So, sparked by [livejournal.com profile] doctroid's experiments and mine, I started thinking about cellular automata in stochastic mean-field approximation, and wondering if I could use it to predict whether a given model would just remain chaotic from a random starting soup, or eventually settle down (at least in the medium term). I'm sure this has been done before because it's probably the most obvious thing for a physicist to think of.

The idea is that at every step, you represent the cell grid as a uniformly random distribution with a given density, then use the resulting probability distribution of neighbor numbers to calculate the density at the next step. Obviously this approximation isn't going to be true in detail; after the first step the distribution isn't uniform; there will be important correlations between cell values. But maybe it'll say something about the short-term behavior starting from chaos.

Now, if you remember your Thomas Pynchon, you know that when a uniform random distribution is divided into bins of some sort, the probability of a given number of data points being in a given bin is given by the Poisson distribution. In Gravity's Rainbow, the people at the Abreaction Research Facility were plotting Tyrone Slothrop's sexual encounters on a map of London divided into cells. If the distribution were uniform (and I guess it was close, aside from that strange external correlation), the probability of N of those falling within a given cell would be the Poisson distribution at (N, r), where r is the average number per cell.

In this case, since we're interested in the the probability of a live or dead cell having a given number of live neighbors. If the density of live cells--the probability that any given cell will be lit--at time t is Pt, then the average number of lit neighbors of a given cell is 8Pt (since the cell has eight neighbors, any of which could be lit), and the probability that k neighbors will be lit is the Poisson distribution at (k, 8Pt), which is (8Pt)ke-8Pt/(k!).
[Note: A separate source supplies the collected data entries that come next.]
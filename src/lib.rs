// Tessera - server-rendered interactive HTML for Rust
//
// Handlers become endpoints, the browser invokes them through generated
// expressions, and returned fragments are spliced back into the page.

// Re-export core functionality
pub use tessera_core::*;

// Session storage backends
pub use tessera_session as session;

#[cfg(feature = "testing")]
pub use tessera_testing as testing;

// Prelude for common imports
pub mod prelude {
    pub use crate::{
        Action,
        App,
        AppConfig,
        BodyItem,
        Context,
        Error,
        Field,
        Invocation,
        Swap,
        Target,
        load,
        // Session types
        session::{SessionStore, SessionStoreExt},
    };
}
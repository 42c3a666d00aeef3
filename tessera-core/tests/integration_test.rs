//! Dispatcher, registry and codec working together without a socket.

use chrono::NaiveDate;
use std::sync::Arc;
use tessera_core::*;
use tessera_session::MemorySessionStore;

#[derive(Debug, Default, PartialEq, Field)]
#[field(crate = "tessera_core")]
struct Period {
    #[field(rename = "From")]
    from: NaiveDate,
    #[field(rename = "Until")]
    until: Option<NaiveDate>,
}

#[derive(Debug, Default, Field)]
#[field(crate = "tessera_core")]
struct Report {
    #[field(rename = "Title")]
    title: String,
    #[field(rename = "Periods")]
    periods: Vec<Period>,
    #[field(skip)]
    cached: bool,
}

fn dispatcher(config: AppConfig) -> Dispatcher {
    let registry = Arc::new(Registry::with_base_path(config.base_path.clone()));
    Dispatcher::new(registry, Arc::new(MemorySessionStore::new()), Arc::new(config))
}

async fn summarize(ctx: Context) -> String {
    let mut report = Report::default();
    match ctx.body(&mut report) {
        Ok(decoded) => format!(
            "{}|{}|{}|{}",
            report.title,
            report.periods.len(),
            decoded.applied,
            decoded.skipped
        ),
        Err(err) => format!("error: {err}"),
    }
}

#[tokio::test]
async fn test_base_path_applies_to_actions() {
    let dispatcher = dispatcher(AppConfig::default().with_base_path("/app"));
    let action = dispatcher.registry().action("Summarize", summarize);
    assert_eq!(action.route().as_str(), "/app/summarize");

    let response = dispatcher
        .dispatch(HttpRequest::new("POST", "/app/summarize").with_body(
            r#"[{"name":"Title","type":"string","value":"Q1"},{"name":"Periods[2].From","type":"date","value":"2024-01-01"}]"#,
        ))
        .await;

    assert_eq!(response.status, 200);
    assert_eq!(response.body_string(), "Q1|3|2|0");
}

#[tokio::test]
async fn test_skipped_fields_are_counted() {
    let dispatcher = dispatcher(AppConfig::default());
    let action = dispatcher.registry().action("summarize", summarize);

    let response = dispatcher
        .dispatch(HttpRequest::new("POST", action.route().as_str()).with_body(
            r#"[{"name":"cached","type":"bool","value":"true"},{"name":"Periods[x].From","type":"date","value":"2024-01-01"}]"#,
        ))
        .await;

    assert_eq!(response.body_string(), "|0|0|2");
}

#[tokio::test]
async fn test_body_read_failure_reaches_handler() {
    let dispatcher = dispatcher(AppConfig::default());
    let action = dispatcher.registry().action("summarize", summarize);

    let mut request = HttpRequest::new("POST", action.route().as_str());
    request.body_error = Some("connection reset".to_string());

    let response = dispatcher.dispatch(request).await;
    assert_eq!(response.status, 200);
    assert!(response.body_string().starts_with("error: "));
    assert!(response.body_string().contains("connection reset"));
}

#[tokio::test]
async fn test_encoded_invocation_decodes_back() {
    let dispatcher = dispatcher(AppConfig::default());
    let action = dispatcher.registry().action("summarize", summarize);

    let report = Report {
        title: "Year".to_string(),
        periods: vec![
            Period {
                from: NaiveDate::from_ymd_opt(2024, 1, 1).unwrap(),
                until: Some(NaiveDate::from_ymd_opt(2024, 6, 30).unwrap()),
            },
            Period::default(),
        ],
        cached: true,
    };
    let invocation = action.call(&[&report]);
    assert!(invocation.values().iter().all(|item| item.name != "cached"));

    let body = serde_json::to_vec(invocation.values()).unwrap();
    let response = dispatcher
        .dispatch(HttpRequest::new("POST", invocation.route().as_str()).with_body(body))
        .await;

    let applied = invocation.values().len();
    assert_eq!(response.body_string(), format!("Year|2|{applied}|0"));
}

#[tokio::test]
async fn test_custom_cookie_name() {
    let dispatcher = dispatcher(
        AppConfig::default()
            .with_cookie_name("sid")
            .with_cookie_secure(false),
    );
    dispatcher
        .registry()
        .page("/", |ctx: Context| async move { ctx.session_id().to_string() });

    let response = dispatcher.dispatch(HttpRequest::new("GET", "/")).await;
    let cookie = response.headers.get("Set-Cookie").unwrap();
    assert!(cookie.starts_with("sid="));
    assert!(!cookie.contains("Secure"));

    let again = dispatcher
        .dispatch(HttpRequest::new("GET", "/").with_header("Cookie", "theme=dark; sid=abc"))
        .await;
    assert_eq!(again.body_string(), "abc");
}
Now in Life, a live cell with 2 or 3 live neighbors survives, and a dead cell with exactly 3 live neighbors becomes live. So if we can model the distribution as uniform, then at time t+1, the new density is the old density of live cells times the probability of 2 or 3 live neighbors, plus the old density of dead cells times the probability of exactly 3 live neighbors:

Pt+1 = Pt (Poisson(2, 8Pt) + Poisson(3, 8Pt)) + (1-Pt) Poisson(3, 8Pt)

Pt+1 = e-8Pt ( Pt (8Pt2/2! + 8Pt3/3! ) + (1 - Pt)( 8Pt3/3! ))

You can see how you would do a similar calculation for any other set of "outer totalistic" CA rules, that is, rules that just depend on the cell's current state and the number of live or dead neighbors.

Now this is a recursion relation, that is, it takes the density at time t and gives you (an approximate calculation of) the density at time t+1. What happens when you turn the crank over and over? Well, it depends on the initial value, and on how this function compares to the identity function Pt+1 = Pt. In general, places where the graph of the recursion relation crosses the identity line will be fixed points, where the density won't change. Whether the value gets attracted to or repelled from the fixed point depends on just how the lines cross. If the lines touch or nearly touch at a tangent, then the value in that region will tend to change very slowly. There can be oscillating or chaotic behavior in other situations.

So, anyway, I went over to Wolfram Alpha and looked at the graphs of these functions for the Life-like cellular automata I've been talking about. It looks as if this kind of analysis really isn't subtle enough to distinguish between them: they all have just about the same behavior, in which the graph just about kisses the identity line at a near-tangent somewhere between P = 0.2 and 0.3. Sometimes (as with High Life) it crosses the line just a little, sometimes (as with Conway Life and most of the ones I've been messing with) it doesn't quite cross the line, and there doesn't seem to be much correlation between that and the rule's long-term behavior, which says to me that the higher correlation functions are important.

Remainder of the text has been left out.